Like the comment strings for A Fly In the Milk May Mean A Baby in the Grave and Not Ever To Dance Again. Some of "Gak! What ghastly scare tactics! A thermos or a properly sterilized bandage isn't that serious. Followed by gentle explanations that, hell yes, they'd discovered sterilization but not antibiotics. Paranoid precautions against infection weren't paranoid.
Healing magic must be really good in most fantasy worlds. Infection is seldom ever brought up.

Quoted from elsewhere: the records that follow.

//! Unit service — use-cases for units, leases, and the history feed.

use chrono::NaiveDate;

use rentalhub_domain::date;
use rentalhub_domain::error::{ConflictError, NotFoundError, RentalHubError};
use rentalhub_domain::history::{self, HistoryItem};
use rentalhub_domain::id::UnitId;
use rentalhub_domain::lease::ActiveLease;
use rentalhub_domain::lifecycle;
use rentalhub_domain::unit::Unit;

use crate::ports::UnitRepository;

/// Application service for unit and lease management.
///
/// Every operation runs a full load → expiry sweep → (mutate) → save
/// cycle against the shared collection. The cycle is serialized by an
/// in-process mutex, so concurrent requests within one process cannot
/// lose updates; writers in other processes still race last-write-wins
/// on the underlying dataset.
pub struct UnitService<R> {
    repo: R,
    cycle: tokio::sync::Mutex<()>,
}

impl<R: UnitRepository> UnitService<R> {
    /// Create a new service backed by the given repository.
    pub fn new(repo: R) -> Self {
        Self {
            repo,
            cycle: tokio::sync::Mutex::new(()),
        }
    }

    /// Load the collection with overdue leases historized.
    ///
    /// The expiry sweep is a side-effecting upgrade pass: when anything
    /// expired, the collection is persisted before it is returned or
    /// mutated further. Callers must hold the cycle lock.
    async fn load_reconciled(&self, today: NaiveDate) -> Result<Vec<Unit>, RentalHubError> {
        let mut units = self.repo.load().await?;
        let expired = lifecycle::reconcile(&mut units, today);
        if expired > 0 {
            tracing::info!(expired, "moved overdue leases to history");
            self.repo.save(units.clone()).await?;
        }
        Ok(units)
    }

    /// List units that currently have a tenant.
    ///
    /// # Errors
    ///
    /// Returns a storage error propagated from the repository.
    pub async fn list_active(&self) -> Result<Vec<Unit>, RentalHubError> {
        let _cycle = self.cycle.lock().await;
        let units = self.load_reconciled(date::today()).await?;
        Ok(units.into_iter().filter(Unit::is_leased).collect())
    }

    /// List units available for a new lease.
    ///
    /// # Errors
    ///
    /// Returns a storage error propagated from the repository.
    pub async fn list_available(&self) -> Result<Vec<Unit>, RentalHubError> {
        let _cycle = self.cycle.lock().await;
        let units = self.load_reconciled(date::today()).await?;
        Ok(units.into_iter().filter(|unit| !unit.is_leased()).collect())
    }

    /// Register a new unit with no lease and an empty history.
    ///
    /// # Errors
    ///
    /// Returns [`RentalHubError::Validation`] when block, number, or
    /// owner are empty, [`RentalHubError::Conflict`] when a unit with the
    /// same id already exists, or a storage error from the repository.
    pub async fn add_unit(
        &self,
        block: &str,
        number: &str,
        owner: &str,
    ) -> Result<Unit, RentalHubError> {
        let unit = Unit::builder()
            .block(block)
            .number(number)
            .owner(owner)
            .build()?;

        let _cycle = self.cycle.lock().await;
        let mut units = self.load_reconciled(date::today()).await?;
        if units.iter().any(|existing| existing.id == unit.id) {
            return Err(ConflictError::DuplicateUnit(unit.id.to_string()).into());
        }
        units.push(unit.clone());
        self.repo.save(units).await?;

        tracing::debug!(id = %unit.id, "registered unit");
        Ok(unit)
    }

    /// Attach a lease to a vacant unit.
    ///
    /// # Errors
    ///
    /// Returns [`RentalHubError::Validation`] when the lease is invalid,
    /// [`RentalHubError::NotFound`] when no unit has `id`,
    /// [`RentalHubError::Conflict`] when the unit is already leased, or a
    /// storage error from the repository.
    pub async fn start_lease(
        &self,
        id: &UnitId,
        tenant: &str,
        start: NaiveDate,
        end: Option<NaiveDate>,
    ) -> Result<Unit, RentalHubError> {
        let lease = ActiveLease::new(tenant, start, end)?;

        let _cycle = self.cycle.lock().await;
        let mut units = self.load_reconciled(date::today()).await?;
        let unit = find_mut(&mut units, id)?;
        unit.start_lease(lease)?;
        let snapshot = unit.clone();
        self.repo.save(units).await?;

        tracing::debug!(id = %snapshot.id, "started lease");
        Ok(snapshot)
    }

    /// End the active lease manually, historizing it with today's date.
    ///
    /// # Errors
    ///
    /// Returns [`RentalHubError::NotFound`] when no unit has `id`,
    /// [`RentalHubError::Conflict`] when the unit has no active lease, or
    /// a storage error from the repository.
    pub async fn end_lease(&self, id: &UnitId) -> Result<Unit, RentalHubError> {
        let today = date::today();

        let _cycle = self.cycle.lock().await;
        let mut units = self.load_reconciled(today).await?;
        let unit = find_mut(&mut units, id)?;
        unit.end_lease(today)?;
        let snapshot = unit.clone();
        self.repo.save(units).await?;

        tracing::debug!(id = %snapshot.id, "ended lease");
        Ok(snapshot)
    }

    /// Case-insensitive substring search over unit identity, owner, and
    /// the active tenant.
    ///
    /// # Errors
    ///
    /// Returns a storage error propagated from the repository.
    pub async fn search(&self, term: &str) -> Result<Vec<Unit>, RentalHubError> {
        let _cycle = self.cycle.lock().await;
        let units = self.load_reconciled(date::today()).await?;
        Ok(units.into_iter().filter(|unit| unit.matches(term)).collect())
    }

    /// The aggregated history feed, newest first.
    ///
    /// # Errors
    ///
    /// Returns a storage error propagated from the repository.
    pub async fn history(&self) -> Result<Vec<HistoryItem>, RentalHubError> {
        let _cycle = self.cycle.lock().await;
        let units = self.load_reconciled(date::today()).await?;
        Ok(history::collect(&units))
    }
}

/// Find a unit by id, first match only.
fn find_mut<'a>(units: &'a mut [Unit], id: &UnitId) -> Result<&'a mut Unit, RentalHubError> {
    units
        .iter_mut()
        .find(|unit| &unit.id == id)
        .ok_or_else(|| {
            NotFoundError {
                entity: "Unit",
                id: id.to_string(),
            }
            .into()
        })
}

#[cfg(test)]
mod tests {
    use super::*;
    use rentalhub_domain::error::ValidationError;
    use rentalhub_domain::lease::LeaseEnd;
    use std::sync::{Arc, Mutex};

    #[derive(Default, Clone)]
    struct InMemoryUnitRepo {
        store: Arc<Mutex<Vec<Unit>>>,
    }

    impl InMemoryUnitRepo {
        fn with_units(units: Vec<Unit>) -> Self {
            Self {
                store: Arc::new(Mutex::new(units)),
            }
        }

        fn snapshot(&self) -> Vec<Unit> {
            self.store.lock().unwrap().clone()
        }
    }

    impl UnitRepository for InMemoryUnitRepo {
        async fn load(&self) -> Result<Vec<Unit>, RentalHubError> {
            Ok(self.store.lock().unwrap().clone())
        }

        async fn save(&self, units: Vec<Unit>) -> Result<(), RentalHubError> {
            *self.store.lock().unwrap() = units;
            Ok(())
        }
    }

    fn make_service() -> UnitService<InMemoryUnitRepo> {
        UnitService::new(InMemoryUnitRepo::default())
    }

    fn yesterday() -> NaiveDate {
        date::today().pred_opt().unwrap()
    }

    fn tomorrow() -> NaiveDate {
        date::today().succ_opt().unwrap()
    }

    #[tokio::test]
    async fn should_register_unit_as_available() {
        let svc = make_service();

        let unit = svc.add_unit("B", "2", "Alice").await.unwrap();
        assert_eq!(unit.id.as_str(), "B | 2");

        let available = svc.list_available().await.unwrap();
        assert_eq!(available.len(), 1);
        assert!(svc.list_active().await.unwrap().is_empty());
    }

    #[tokio::test]
    async fn should_reject_duplicate_unit_id() {
        let svc = make_service();
        svc.add_unit("B", "2", "Alice").await.unwrap();

        let result = svc.add_unit("B", "2", "Someone Else").await;
        assert!(matches!(
            result,
            Err(RentalHubError::Conflict(ConflictError::DuplicateUnit(_)))
        ));
    }

    #[tokio::test]
    async fn should_reject_unit_with_empty_owner() {
        let svc = make_service();
        let result = svc.add_unit("B", "2", "").await;
        assert!(matches!(
            result,
            Err(RentalHubError::Validation(ValidationError::EmptyOwner))
        ));
    }

    #[tokio::test]
    async fn should_start_lease_and_list_unit_as_active() {
        let svc = make_service();
        let unit = svc.add_unit("B", "2", "Alice").await.unwrap();

        let leased = svc
            .start_lease(&unit.id, "Bob", date::today(), Some(tomorrow()))
            .await
            .unwrap();
        assert_eq!(leased.lease.as_ref().unwrap().tenant, "Bob");

        let active = svc.list_active().await.unwrap();
        assert_eq!(active.len(), 1);
        assert!(svc.list_available().await.unwrap().is_empty());
    }

    #[tokio::test]
    async fn should_return_not_found_when_leasing_unknown_unit() {
        let svc = make_service();
        let result = svc
            .start_lease(&UnitId::from("Z | 9"), "Bob", date::today(), None)
            .await;
        assert!(matches!(result, Err(RentalHubError::NotFound(_))));
    }

    #[tokio::test]
    async fn should_reject_second_lease_on_same_unit() {
        let svc = make_service();
        let unit = svc.add_unit("B", "2", "Alice").await.unwrap();
        svc.start_lease(&unit.id, "Bob", date::today(), None)
            .await
            .unwrap();

        let result = svc.start_lease(&unit.id, "Carla", date::today(), None).await;
        assert!(matches!(
            result,
            Err(RentalHubError::Conflict(ConflictError::AlreadyLeased(_)))
        ));
    }

    #[tokio::test]
    async fn should_reject_backwards_lease_period() {
        let svc = make_service();
        let unit = svc.add_unit("B", "2", "Alice").await.unwrap();

        let result = svc
            .start_lease(&unit.id, "Bob", tomorrow(), Some(date::today()))
            .await;
        assert!(matches!(
            result,
            Err(RentalHubError::Validation(
                ValidationError::InvalidPeriod { .. }
            ))
        ));
    }

    #[tokio::test]
    async fn should_end_lease_with_manual_removal_entry() {
        let svc = make_service();
        let unit = svc.add_unit("B", "2", "Alice").await.unwrap();
        svc.start_lease(&unit.id, "Bob", date::today(), Some(tomorrow()))
            .await
            .unwrap();

        let ended = svc.end_lease(&unit.id).await.unwrap();

        assert!(!ended.is_leased());
        assert_eq!(ended.history.len(), 1);
        assert_eq!(ended.history[0].tenant, "Bob");
        assert_eq!(ended.history[0].ended, LeaseEnd::Removed(date::today()));
        assert!(svc.list_active().await.unwrap().is_empty());
    }

    #[tokio::test]
    async fn should_reject_ending_lease_on_vacant_unit() {
        let svc = make_service();
        let unit = svc.add_unit("B", "2", "Alice").await.unwrap();

        let result = svc.end_lease(&unit.id).await;
        assert!(matches!(
            result,
            Err(RentalHubError::Conflict(ConflictError::NotLeased(_)))
        ));
    }

    #[tokio::test]
    async fn should_return_not_found_when_ending_lease_on_unknown_unit() {
        let svc = make_service();
        let result = svc.end_lease(&UnitId::from("Z | 9")).await;
        assert!(matches!(result, Err(RentalHubError::NotFound(_))));
    }

    #[tokio::test]
    async fn should_expire_overdue_lease_and_persist_it() {
        let mut unit = Unit::builder()
            .block("A")
            .number("1")
            .owner("Alice")
            .build()
            .unwrap();
        unit.start_lease(
            ActiveLease::new("Bob", yesterday().pred_opt().unwrap(), Some(yesterday())).unwrap(),
        )
        .unwrap();

        let repo = InMemoryUnitRepo::with_units(vec![unit]);
        let svc = UnitService::new(repo.clone());

        assert!(svc.list_active().await.unwrap().is_empty());

        // The sweep was persisted, not just applied to the returned copy.
        let stored = repo.snapshot();
        assert!(!stored[0].is_leased());
        assert_eq!(stored[0].history.len(), 1);
        assert_eq!(
            stored[0].history[0].ended,
            LeaseEnd::Expired(date::today())
        );
    }

    #[tokio::test]
    async fn should_free_expired_unit_for_a_new_lease() {
        let mut unit = Unit::builder()
            .block("A")
            .number("1")
            .owner("Alice")
            .build()
            .unwrap();
        unit.start_lease(
            ActiveLease::new("Bob", yesterday().pred_opt().unwrap(), Some(yesterday())).unwrap(),
        )
        .unwrap();

        let svc = UnitService::new(InMemoryUnitRepo::with_units(vec![unit]));

        let leased = svc
            .start_lease(&UnitId::from("A | 1"), "Carla", date::today(), None)
            .await
            .unwrap();

        assert_eq!(leased.lease.as_ref().unwrap().tenant, "Carla");
        assert_eq!(leased.history.len(), 1);
        assert_eq!(leased.history[0].tenant, "Bob");
    }

    #[tokio::test]
    async fn should_search_owner_case_insensitively() {
        let svc = make_service();
        svc.add_unit("B", "2", "Alice Souza").await.unwrap();
        svc.add_unit("C", "3", "Marcos").await.unwrap();

        let hits = svc.search("alice").await.unwrap();
        assert_eq!(hits.len(), 1);
        assert_eq!(hits[0].owner, "Alice Souza");
    }

    #[tokio::test]
    async fn should_search_active_tenant_but_not_historical_ones() {
        let svc = make_service();
        let unit = svc.add_unit("B", "2", "Alice").await.unwrap();
        svc.start_lease(&unit.id, "Bob", date::today(), None)
            .await
            .unwrap();
        assert_eq!(svc.search("bob").await.unwrap().len(), 1);

        svc.end_lease(&unit.id).await.unwrap();
        assert!(svc.search("bob").await.unwrap().is_empty());
    }

    #[tokio::test]
    async fn should_aggregate_history_newest_first() {
        let svc = make_service();
        let unit = svc.add_unit("B", "2", "Alice").await.unwrap();
        svc.start_lease(&unit.id, "Bob", date::today(), None)
            .await
            .unwrap();
        svc.end_lease(&unit.id).await.unwrap();
        svc.start_lease(&unit.id, "Carla", date::today(), None)
            .await
            .unwrap();
        svc.end_lease(&unit.id).await.unwrap();

        let feed = svc.history().await.unwrap();
        assert_eq!(feed.len(), 2);
        // Same event date for both entries keeps append order.
        assert_eq!(feed[0].tenant, "Bob");
        assert_eq!(feed[1].tenant, "Carla");
        assert_eq!(feed[0].event_date, date::display(date::today()));
    }
}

But it's not the only thing. There are audiences that are seriously surprised by and actively don't want world-building that infringes on their pieties. I still remember the critique that asked what sort of society lets its young men run around wild, and carefully chaperons its young women? (To which my knee-jerk response was, of course, a normal one -- I had read a lot of history by then.) And I once read an article on name where the author seriously wrote that she preferred Erik Thorvaldsson to Erik the Red because it sounded more like a surname. She admitted that she knew having only one name was normally in that northern Europe culture. . . and I was sitting there whimpering, Don't you know that our surnames are in fact the abnormal set up? That exclusively using your family name as a byname is in fact rather unusual.
Very sad, how people who could most use having their minds opened to the possibilities are those most resistant to the works that could teach them. . . .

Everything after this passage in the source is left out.